It's that most wonderful time of the year to fret about what to gift, what to wear, what to cook for the folks on your list. But if you are even mildly entertaining the thought of entertaining friends and family, it's time to pull out a cheese straw recipe and get practicing.

Cheese straws — those long, willowy, thin and crispy cheese wafers of the South — are deliciously greasy and shatter when you bite into them. But at the same time, they are proper enough to serve your mom. Whether cut into lengths looking like a straw or sliced into round coins, they are made to be shared.
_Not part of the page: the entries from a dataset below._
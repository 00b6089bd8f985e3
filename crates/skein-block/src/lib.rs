//! Columnar block storage for skein.
//!
//! A [`DataBlock`] stores rows of a key-ordered sequence in type-erased
//! column buffers rented from a [`BufferSource`]. Appends publish through
//! a release-ordered row count; growth swaps in larger columns without
//! touching the ones readers may still hold.
//!
//! Chains of blocks are owned elsewhere. [`ChainAccessor`] and
//! [`Container`] describe what readers need from whoever owns them.

#![deny(missing_docs)]
#![deny(rustdoc::broken_intra_doc_links)]
#![deny(unsafe_op_in_unsafe_fn)]

pub mod block;
pub mod chain;
pub mod error;
pub mod source;
pub mod vec;

pub use block::{BlockRef, DataBlock, KeyMode, RowValues};
pub use chain::{ChainAccessor, Container};
pub use error::BlockError;
pub use source::{BufferSource, MemoryPoolSource, PooledSource, SlabSource};
pub use vec::{Element, RetainedVec};
//! Error types for cursors.

use std::error::Error;
use std::fmt;

/// The container's key order was broken since the cursor was last
/// positioned.
///
/// Not retried: the cursor keeps its position and cached key, and stays
/// stranded until it is repositioned by key (`move_at`, `move_first` or
/// `move_last`).
#[derive(Clone, Debug, PartialEq, Eq)]
pub struct OutOfOrderKey<K> {
    key: Option<K>,
}

impl<K> OutOfOrderKey<K> {
    /// An error for a cursor stranded at `key` (`None` if it was not
    /// positioned).
    pub fn new(key: Option<K>) -> Self {
        Self { key }
    }

    /// Key the cursor was stranded at.
    pub fn key(&self) -> Option<&K> {
        self.key.as_ref()
    }

    /// Consume the error, returning the key.
    pub fn into_key(self) -> Option<K> {
        self.key
    }
}

impl<K: fmt::Debug> fmt::Display for OutOfOrderKey<K> {
    fn fmt(&self, f: &mut fmt::Formatter<'_>) -> fmt::Result {
        match &self.key {
            Some(key) => write!(f, "out-of-order data detected at key {key:?}"),
            None => write!(f, "out-of-order data detected before the cursor was positioned"),
        }
    }
}

impl<K: fmt::Debug> Error for OutOfOrderKey<K> {}

#[cfg(test)]
mod tests {
    use super::*;

    #[test]
    fn display_names_stranded_key() {
        let err = OutOfOrderKey::new(Some(42u64));
        assert_eq!(err.to_string(), "out-of-order data detected at key 42");
        assert_eq!(err.key(), Some(&42));
        assert_eq!(OutOfOrderKey::<u64>::new(None).into_key(), None);
    }
}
Southerners have embraced them as long as we can remember at tea-time, cocktail parties and wedding receptions. In fact, North Carolina food writer Kathleen Purvis once wrote that cheese straws are as much a part of weddings as "cheap champagne and dyed satin shoes." She even went so far as to say nuptial bliss depends on cheese straws being served at the reception.

I think of cheese straws when I think bridal showers, silver trays, punch glasses and those green velvet dresses my mother insisted I wear as a child. I also think of cheese straws when I think back to funerals of favorite aunts and grandmothers, as they were among the array of foodstuffs brought to the house in condolence. And I think of them at cocktail parties and holiday gatherings, at Derby parties in May, on anniversaries, at Thanksgiving pre-festivities, Christmas, and New Year's. If you want to entertain in festive Southern style, you only need libation and a good recipe for cheese straws.


Why We Love Cheese Straws

Made of flour, butter, grated cheese and a little cayenne pepper, my basic cheese straw recipe is simple. And therein lies the beauty: You can make them quickly from what's in your kitchen. They are fast and cheap, and if thinking ahead, you can bake them days before the party and stash them in an airtight metal tin or freeze them in a zipper-lock plastic bag. They're forgiving, unassuming, deliciously humble Southern bites.

Or are they truly Southern?

When researching my latest book on all the little sweet bites that made American food so distinctive, I got off-topic reading about cheese straws. An old newspaper search led me to find cheese straw recipes in "Farm and Household" articles in Ohio, Pennsylvania, and New York newspapers of the late 1800s. My Southern cheese straws, it appeared, weren't Southern at all. Fannie Farmer included a recipe in the 1918 edition of her cookbook.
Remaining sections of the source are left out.